Also as part of his cumulative error argument, Brooks summarily asserts the prosecution failed to provide timely discovery that the house at issue had a surveillance camera. Brooks claims the trial court erred in not instructing the jury as to the parties’ duties with respect to discovery and informing the jury of the untimely disclosure of evidence. Brooks cites no authority for this argument. Indeed, he explains this is not “a separate substantive argument at all.” It is unclear to us, however, how we are to assess the alleged error if it is not explained or supported by authority. “We need not consider such a perfunctory assertion unaccompanied by supporting argument.” (People v. Smith (2003) 30 Cal.4th 581, 616, fn. 8.) In any event, as respondent points out, Brooks examined Deputy Wagner at trial as to the surveillance camera and the trial court had reason to refuse an instruction on this point.

d.
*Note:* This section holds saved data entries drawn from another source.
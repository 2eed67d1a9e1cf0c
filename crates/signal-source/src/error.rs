//! Error types for signal-source.

use thiserror::Error;

/// Errors that can occur when fetching signal sets.
#[derive(Debug, Error)]
pub enum SourceError {
    /// Transport failure (connect, timeout, body read).
    #[error("HTTP error: {0}")]
    Http(#[from] reqwest::Error),

    /// The authority answered with a non-success status.
    #[error("HTTP {status} from {url}")]
    Status { url: String, status: u16 },

    /// The body was not a JSON array of strings.
    #[error("invalid signal list from {url}: {source}")]
    Decode {
        url: String,
        #[source]
        source: serde_json::Error,
    },

    /// Invalid configuration.
    #[error("Invalid configuration: {0}")]
    Config(String),
}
No cumulative error or prejudice

Having considered the various elements of Brooks’s cumulative error argument, we now consider whether there was in fact cumulative error such that Brooks was denied a fair trial. We conclude there was not. Whether considered independently or together, any errors or assumed errors were not prejudicial and did not undermine defendant's conviction. (People v. Watson (2008) 43 Cal.4th 652, 704.)

2. Defendant Thurman

a. Probation

Thurman claims the trial court operated under the mistaken belief that Thurman was ineligible for probation. Thus, Thurman argues the trial court did not consider probation and erred in not exercising its discretion at all in that regard. We disagree.
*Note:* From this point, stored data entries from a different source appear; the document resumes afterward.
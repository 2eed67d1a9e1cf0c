//! Configuration for the guard.

use std::env;
use std::path::PathBuf;
use std::time::Duration;

use signal_source::SourceConfig;

use crate::classifier::{FormatRules, DEFAULT_CURRENCY_MARKERS, DEFAULT_PROVIDER_KEYWORDS};
use crate::error::{GuardError, Result};
use crate::scheduler::{DEFAULT_CYCLE_BUDGET, DEFAULT_FRESHNESS_WINDOW, DEFAULT_TICK_INTERVAL};

/// Default trust store location.
pub const DEFAULT_DATABASE_URL: &str = "sqlite:scam-guard.db?mode=rwc";

/// Configuration for the guard.
#[derive(Debug, Clone)]
pub struct GuardConfig {
    /// SQLx URL of the trust store.
    pub database_url: String,

    /// Remote authority. `None` when `SIGNAL_SOURCE_URL` is not set, in
    /// which case the guard can classify but not sync.
    pub source: Option<SourceConfig>,

    /// Maximum age of a successful sync before another is attempted.
    pub freshness_window: Duration,

    /// How often the periodic task fires.
    pub tick_interval: Duration,

    /// Time budget for one periodic cycle.
    pub cycle_budget: Duration,

    /// Optional JSON inbox file to scan each cycle.
    pub inbox_file: Option<PathBuf>,

    /// Currency markers for the format heuristic.
    pub currency_markers: Vec<String>,

    /// Provider / transaction keywords for the format heuristic.
    pub provider_keywords: Vec<String>,
}

impl Default for GuardConfig {
    fn default() -> Self {
        Self {
            database_url: DEFAULT_DATABASE_URL.to_string(),
            source: None,
            freshness_window: DEFAULT_FRESHNESS_WINDOW,
            tick_interval: DEFAULT_TICK_INTERVAL,
            cycle_budget: DEFAULT_CYCLE_BUDGET,
            inbox_file: None,
            currency_markers: to_strings(DEFAULT_CURRENCY_MARKERS),
            provider_keywords: to_strings(DEFAULT_PROVIDER_KEYWORDS),
        }
    }
}

fn to_strings(words: &[&str]) -> Vec<String> {
    words.iter().map(|s| s.to_string()).collect()
}

fn env_duration_secs(name: &str, default: Duration) -> Duration {
    env::var(name)
        .ok()
        .and_then(|s| s.trim().parse::<u64>().ok())
        .filter(|secs| *secs > 0)
        .map(Duration::from_secs)
        .unwrap_or(default)
}

fn env_list(name: &str, default: &[&str]) -> Vec<String> {
    match env::var(name) {
        Ok(raw) => {
            let list: Vec<String> = raw
                .split(',')
                .map(|s| s.trim().to_string())
                .filter(|s| !s.is_empty())
                .collect();
            if list.is_empty() {
                to_strings(default)
            } else {
                list
            }
        }
        Err(_) => to_strings(default),
    }
}

impl GuardConfig {
    /// Create configuration from environment variables.
    ///
    /// All variables are optional:
    /// - `TRUST_STORE_URL` - SQLx URL (default: sqlite:scam-guard.db?mode=rwc)
    /// - `SIGNAL_SOURCE_URL` and `SIGNAL_SOURCE_*` - see [`SourceConfig::from_env`]
    /// - `GUARD_FRESHNESS_SECS` - Freshness window (default: 21600)
    /// - `GUARD_TICK_SECS` - Periodic interval (default: 60)
    /// - `GUARD_CYCLE_BUDGET_SECS` - Per-cycle budget (default: 30)
    /// - `GUARD_INBOX_FILE` - JSON inbox to scan
    /// - `GUARD_CURRENCY_MARKERS` - Comma separated (default: RWF,FRW)
    /// - `GUARD_PROVIDER_KEYWORDS` - Comma separated (default: MTN,MoMo,Mobile Money,Airtel Money)
    ///
    /// Unparseable numbers fall back to their defaults.
    pub fn from_env() -> Self {
        let database_url =
            env::var("TRUST_STORE_URL").unwrap_or_else(|_| DEFAULT_DATABASE_URL.to_string());

        Self {
            database_url,
            source: SourceConfig::from_env().ok(),
            freshness_window: env_duration_secs("GUARD_FRESHNESS_SECS", DEFAULT_FRESHNESS_WINDOW),
            tick_interval: env_duration_secs("GUARD_TICK_SECS", DEFAULT_TICK_INTERVAL),
            cycle_budget: env_duration_secs("GUARD_CYCLE_BUDGET_SECS", DEFAULT_CYCLE_BUDGET),
            inbox_file: env::var("GUARD_INBOX_FILE").ok().map(PathBuf::from),
            currency_markers: env_list("GUARD_CURRENCY_MARKERS", DEFAULT_CURRENCY_MARKERS),
            provider_keywords: env_list("GUARD_PROVIDER_KEYWORDS", DEFAULT_PROVIDER_KEYWORDS),
        }
    }

    /// The remote authority, required by anything that syncs.
    pub fn require_source(&self) -> Result<&SourceConfig> {
        self.source
            .as_ref()
            .ok_or_else(|| GuardError::Config("SIGNAL_SOURCE_URL not set".to_string()))
    }

    /// Compile the configured format heuristic.
    pub fn format_rules(&self) -> Result<FormatRules> {
        FormatRules::new(&self.currency_markers, &self.provider_keywords)
    }
}

#[cfg(test)]
mod tests {
    use super::*;

    #[test]
    fn test_defaults() {
        let config = GuardConfig::default();
        assert_eq!(config.database_url, DEFAULT_DATABASE_URL);
        assert_eq!(config.freshness_window, Duration::from_secs(21_600));
        assert_eq!(config.tick_interval, Duration::from_secs(60));
        assert!(config.source.is_none());
        assert!(matches!(config.require_source(), Err(GuardError::Config(_))));
        assert!(config.format_rules().is_ok());
    }

    // Env vars are process-global, so every scenario lives in one test.
    #[test]
    fn test_from_env_scenarios() {
        use std::sync::Mutex;
        static ENV_LOCK: Mutex<()> = Mutex::new(());
        let _guard = ENV_LOCK.lock().unwrap();

        const VARS: &[&str] = &[
            "TRUST_STORE_URL",
            "SIGNAL_SOURCE_URL",
            "SIGNAL_SOURCE_TRUSTED_PATH",
            "SIGNAL_SOURCE_SCAMMERS_PATH",
            "SIGNAL_SOURCE_TIMEOUT_SECS",
            "GUARD_FRESHNESS_SECS",
            "GUARD_TICK_SECS",
            "GUARD_CYCLE_BUDGET_SECS",
            "GUARD_INBOX_FILE",
            "GUARD_CURRENCY_MARKERS",
            "GUARD_PROVIDER_KEYWORDS",
        ];
        fn clear_all() {
            for var in VARS {
                std::env::remove_var(var);
            }
        }

        // Scenario 1: nothing set
        clear_all();
        let config = GuardConfig::from_env();
        assert_eq!(config.database_url, DEFAULT_DATABASE_URL);
        assert!(config.source.is_none());
        assert_eq!(config.currency_markers, vec!["RWF", "FRW"]);

        // Scenario 2: everything set
        clear_all();
        std::env::set_var("TRUST_STORE_URL", "sqlite::memory:");
        std::env::set_var("SIGNAL_SOURCE_URL", "https://signals.example.org");
        std::env::set_var("SIGNAL_SOURCE_SCAMMERS_PATH", "reported");
        std::env::set_var("SIGNAL_SOURCE_TIMEOUT_SECS", "5");
        std::env::set_var("GUARD_FRESHNESS_SECS", "3600");
        std::env::set_var("GUARD_TICK_SECS", "15");
        std::env::set_var("GUARD_INBOX_FILE", "/tmp/inbox.json");
        std::env::set_var("GUARD_PROVIDER_KEYWORDS", "M-Pesa, Safaricom ,");

        let config = GuardConfig::from_env();
        assert_eq!(config.database_url, "sqlite::memory:");
        let source = config.require_source().unwrap();
        assert_eq!(source.scammers_url(), "https://signals.example.org/reported");
        assert_eq!(source.timeout, Duration::from_secs(5));
        assert_eq!(config.freshness_window, Duration::from_secs(3600));
        assert_eq!(config.tick_interval, Duration::from_secs(15));
        assert_eq!(config.cycle_budget, DEFAULT_CYCLE_BUDGET);
        assert_eq!(config.inbox_file, Some(PathBuf::from("/tmp/inbox.json")));
        assert_eq!(config.provider_keywords, vec!["M-Pesa", "Safaricom"]);

        // Scenario 3: garbage numbers fall back
        clear_all();
        std::env::set_var("GUARD_FRESHNESS_SECS", "six hours");
        std::env::set_var("GUARD_TICK_SECS", "0");
        std::env::set_var("GUARD_CURRENCY_MARKERS", " , ");

        let config = GuardConfig::from_env();
        assert_eq!(config.freshness_window, DEFAULT_FRESHNESS_WINDOW);
        assert_eq!(config.tick_interval, DEFAULT_TICK_INTERVAL);
        assert_eq!(config.currency_markers, vec!["RWF", "FRW"]);

        clear_all();
    }
}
The trial court has broad discretion in determining whether to grant or deny probation. (People v. Carbajal (1995) 10 Cal.4th 1114, 1120.) Thus, generally we will not disturb the trial court’s denial of probation unless it is shown that the court exercised its discretion in an arbitrary or capricious manner or exceeded the bounds of reason given all the facts and circumstances of the case. (People v. Weaver (2007) 149 Cal App.4th 1301, 1311.) However, if it appears the trial court denied probation on an erroneous impression of the defendant’s legal status (e.g., that the defendant was legally ineligible for probation), we will remand for resentencing so that the trial court may exercise its discretion in the first instance. (See People v. Ruiz (1975) 14 Cal.3d 163, 168.)

As an initial matter, we address respondent’s waiver argument. Respondent claims that, because Thurman did not object below to the trial court’s failure to discuss probation or its failure to state reasons for denying probation, Thurman has waived that argument on appeal. In support of its position, respondent cites cases holding that, when a defendant fails to object to the trial court’s discretionary sentencing choices, the defendant waives that objection. (E.g., People v. Scott (1994) 9 Cal.4th 331, 356 [“we hold that complaints about the manner in which the trial court exercises its sentencing discretion and articulates its supporting reasons cannot be raised for the first time on appeal”].) “Defects in sentences should be brought to the trial judge's attention in time to correct them, not remedied during a lengthy appellate process.” (People v. Planavsky (1995) 40 Cal.App.4th 1300, 1302.) We conclude, however, that these cases do not apply here. Thurman’s argument is not that the trial court abused its discretion in denying probation. Rather, Thurman argues the trial court failed to exercise its discretion at all. Thus, we conclude the argument is not waived.

We are not persuaded, however, that the trial court believed Thurman was ineligible for probation. Thurman bases his argument on the fact that the probation report prepared before trial stated Thurman was ineligible for probation and on the fact that neither the trial court nor counsel mentioned probation as an option at the sentencing hearing. This is insufficient, however, to demonstrate that the trial court failed to exercise its discretion with respect to probation.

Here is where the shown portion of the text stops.